→ Task objective
Copy each line below that includes "bool".

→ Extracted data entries

____

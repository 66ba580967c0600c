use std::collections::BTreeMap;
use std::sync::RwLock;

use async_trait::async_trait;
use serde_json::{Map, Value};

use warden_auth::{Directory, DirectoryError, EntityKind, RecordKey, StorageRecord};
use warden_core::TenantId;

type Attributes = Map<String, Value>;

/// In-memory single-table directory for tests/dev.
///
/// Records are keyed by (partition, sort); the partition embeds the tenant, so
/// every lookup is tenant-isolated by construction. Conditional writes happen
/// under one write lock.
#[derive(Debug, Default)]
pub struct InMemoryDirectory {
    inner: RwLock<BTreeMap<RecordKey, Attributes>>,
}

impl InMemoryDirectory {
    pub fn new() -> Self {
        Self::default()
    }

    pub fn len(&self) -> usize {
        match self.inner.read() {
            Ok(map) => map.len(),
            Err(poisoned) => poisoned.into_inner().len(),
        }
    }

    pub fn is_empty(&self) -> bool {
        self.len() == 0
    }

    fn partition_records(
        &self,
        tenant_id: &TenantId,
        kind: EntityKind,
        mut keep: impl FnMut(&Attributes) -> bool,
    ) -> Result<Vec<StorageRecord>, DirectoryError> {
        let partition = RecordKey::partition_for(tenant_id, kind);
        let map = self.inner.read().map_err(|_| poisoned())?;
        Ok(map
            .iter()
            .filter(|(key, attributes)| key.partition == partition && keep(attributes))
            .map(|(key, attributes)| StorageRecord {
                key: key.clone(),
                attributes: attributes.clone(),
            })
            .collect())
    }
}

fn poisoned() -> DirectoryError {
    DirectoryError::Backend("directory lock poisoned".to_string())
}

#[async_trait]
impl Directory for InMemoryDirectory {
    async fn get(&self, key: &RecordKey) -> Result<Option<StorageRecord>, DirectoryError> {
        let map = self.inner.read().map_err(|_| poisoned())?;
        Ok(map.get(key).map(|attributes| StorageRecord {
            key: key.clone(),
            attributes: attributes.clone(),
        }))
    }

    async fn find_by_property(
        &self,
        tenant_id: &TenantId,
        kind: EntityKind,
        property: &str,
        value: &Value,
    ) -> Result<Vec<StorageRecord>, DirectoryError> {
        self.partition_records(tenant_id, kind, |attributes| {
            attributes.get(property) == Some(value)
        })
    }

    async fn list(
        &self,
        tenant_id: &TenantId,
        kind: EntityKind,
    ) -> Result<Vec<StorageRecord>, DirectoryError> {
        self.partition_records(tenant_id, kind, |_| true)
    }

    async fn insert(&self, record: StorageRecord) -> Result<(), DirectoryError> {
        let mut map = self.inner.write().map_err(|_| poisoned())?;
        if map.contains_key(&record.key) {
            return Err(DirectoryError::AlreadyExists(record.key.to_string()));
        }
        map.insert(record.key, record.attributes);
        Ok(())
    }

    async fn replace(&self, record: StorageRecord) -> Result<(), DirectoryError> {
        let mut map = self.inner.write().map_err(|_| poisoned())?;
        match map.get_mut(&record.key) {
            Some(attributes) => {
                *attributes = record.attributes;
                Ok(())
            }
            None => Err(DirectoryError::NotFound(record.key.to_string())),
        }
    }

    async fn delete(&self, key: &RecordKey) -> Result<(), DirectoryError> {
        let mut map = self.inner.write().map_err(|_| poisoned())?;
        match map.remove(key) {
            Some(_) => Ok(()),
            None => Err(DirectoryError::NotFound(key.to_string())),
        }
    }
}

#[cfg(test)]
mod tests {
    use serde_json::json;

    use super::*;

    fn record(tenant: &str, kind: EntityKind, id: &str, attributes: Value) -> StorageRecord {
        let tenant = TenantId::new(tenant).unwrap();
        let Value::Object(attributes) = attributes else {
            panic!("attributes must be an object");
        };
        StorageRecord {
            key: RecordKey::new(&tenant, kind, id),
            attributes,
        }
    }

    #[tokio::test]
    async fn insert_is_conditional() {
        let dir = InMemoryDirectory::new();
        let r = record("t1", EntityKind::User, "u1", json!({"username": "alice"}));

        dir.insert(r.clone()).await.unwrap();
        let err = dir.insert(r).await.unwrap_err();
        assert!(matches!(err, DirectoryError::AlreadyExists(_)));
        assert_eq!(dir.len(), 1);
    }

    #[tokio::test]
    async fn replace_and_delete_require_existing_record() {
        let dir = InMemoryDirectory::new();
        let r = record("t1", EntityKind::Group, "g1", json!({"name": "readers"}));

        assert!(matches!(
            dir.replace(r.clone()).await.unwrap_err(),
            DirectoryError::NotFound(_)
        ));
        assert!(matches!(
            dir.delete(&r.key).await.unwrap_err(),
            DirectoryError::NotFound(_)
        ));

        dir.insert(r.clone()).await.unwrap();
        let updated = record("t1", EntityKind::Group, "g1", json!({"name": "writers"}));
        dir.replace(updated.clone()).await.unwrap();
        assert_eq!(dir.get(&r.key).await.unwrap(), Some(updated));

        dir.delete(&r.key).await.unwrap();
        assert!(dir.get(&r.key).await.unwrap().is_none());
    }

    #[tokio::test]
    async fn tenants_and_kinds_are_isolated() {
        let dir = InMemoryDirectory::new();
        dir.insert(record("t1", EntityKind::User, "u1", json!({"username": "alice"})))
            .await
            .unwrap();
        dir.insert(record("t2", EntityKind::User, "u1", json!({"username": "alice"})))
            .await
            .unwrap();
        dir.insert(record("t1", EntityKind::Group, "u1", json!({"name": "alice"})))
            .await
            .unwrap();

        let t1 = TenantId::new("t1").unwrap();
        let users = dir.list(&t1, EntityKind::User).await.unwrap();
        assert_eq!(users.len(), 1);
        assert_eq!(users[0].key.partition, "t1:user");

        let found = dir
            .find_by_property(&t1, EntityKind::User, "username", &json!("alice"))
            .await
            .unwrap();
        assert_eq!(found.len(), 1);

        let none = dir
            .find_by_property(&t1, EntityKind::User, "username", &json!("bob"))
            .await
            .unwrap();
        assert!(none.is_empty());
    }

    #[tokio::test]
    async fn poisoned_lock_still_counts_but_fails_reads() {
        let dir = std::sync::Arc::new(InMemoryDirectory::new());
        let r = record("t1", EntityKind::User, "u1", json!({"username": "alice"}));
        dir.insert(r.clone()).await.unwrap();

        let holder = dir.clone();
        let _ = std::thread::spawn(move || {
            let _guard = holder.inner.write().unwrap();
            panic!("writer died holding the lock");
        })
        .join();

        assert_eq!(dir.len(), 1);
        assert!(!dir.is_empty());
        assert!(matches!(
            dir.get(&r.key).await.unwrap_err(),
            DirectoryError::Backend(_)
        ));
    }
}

____

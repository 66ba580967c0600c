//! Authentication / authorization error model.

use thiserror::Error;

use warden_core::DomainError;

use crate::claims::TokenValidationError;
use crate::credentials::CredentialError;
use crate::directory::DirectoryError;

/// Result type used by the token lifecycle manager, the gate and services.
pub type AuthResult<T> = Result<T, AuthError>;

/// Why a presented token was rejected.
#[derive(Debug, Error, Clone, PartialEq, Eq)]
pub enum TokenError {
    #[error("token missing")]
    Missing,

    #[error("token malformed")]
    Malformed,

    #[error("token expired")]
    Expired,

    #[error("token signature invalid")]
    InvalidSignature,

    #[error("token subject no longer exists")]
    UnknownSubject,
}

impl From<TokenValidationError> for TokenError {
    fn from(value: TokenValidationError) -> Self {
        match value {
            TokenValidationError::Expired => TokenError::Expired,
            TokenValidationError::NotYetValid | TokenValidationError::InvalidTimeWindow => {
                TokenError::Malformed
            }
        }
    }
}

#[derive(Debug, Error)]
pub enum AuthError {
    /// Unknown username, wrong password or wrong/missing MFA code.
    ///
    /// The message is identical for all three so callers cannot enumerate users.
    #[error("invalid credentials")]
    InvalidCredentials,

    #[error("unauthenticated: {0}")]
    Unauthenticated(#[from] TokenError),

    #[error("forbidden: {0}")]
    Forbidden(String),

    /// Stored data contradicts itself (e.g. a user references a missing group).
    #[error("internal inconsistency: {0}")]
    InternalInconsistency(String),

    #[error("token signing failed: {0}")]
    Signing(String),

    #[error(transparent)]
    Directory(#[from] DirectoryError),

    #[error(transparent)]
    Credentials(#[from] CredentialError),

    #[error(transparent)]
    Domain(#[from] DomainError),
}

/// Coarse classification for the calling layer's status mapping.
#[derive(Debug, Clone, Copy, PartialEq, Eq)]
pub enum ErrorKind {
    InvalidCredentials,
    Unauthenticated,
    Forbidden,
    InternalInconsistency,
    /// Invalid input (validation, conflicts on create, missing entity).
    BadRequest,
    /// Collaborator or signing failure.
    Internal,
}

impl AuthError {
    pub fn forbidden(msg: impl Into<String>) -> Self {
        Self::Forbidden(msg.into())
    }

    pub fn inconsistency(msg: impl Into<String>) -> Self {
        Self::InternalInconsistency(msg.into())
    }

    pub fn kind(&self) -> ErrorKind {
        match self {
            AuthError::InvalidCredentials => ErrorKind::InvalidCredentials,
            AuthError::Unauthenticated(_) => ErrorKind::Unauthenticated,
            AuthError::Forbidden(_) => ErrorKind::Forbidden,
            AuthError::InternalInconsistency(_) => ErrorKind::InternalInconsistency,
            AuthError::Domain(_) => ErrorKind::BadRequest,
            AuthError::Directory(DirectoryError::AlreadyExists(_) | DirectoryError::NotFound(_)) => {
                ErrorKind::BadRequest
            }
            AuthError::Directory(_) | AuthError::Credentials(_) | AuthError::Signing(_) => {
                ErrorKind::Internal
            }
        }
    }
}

____

→ Answer box
    pub fn is_empty(&self) -> bool {
        mut keep: impl FnMut(&Attributes) -> bool,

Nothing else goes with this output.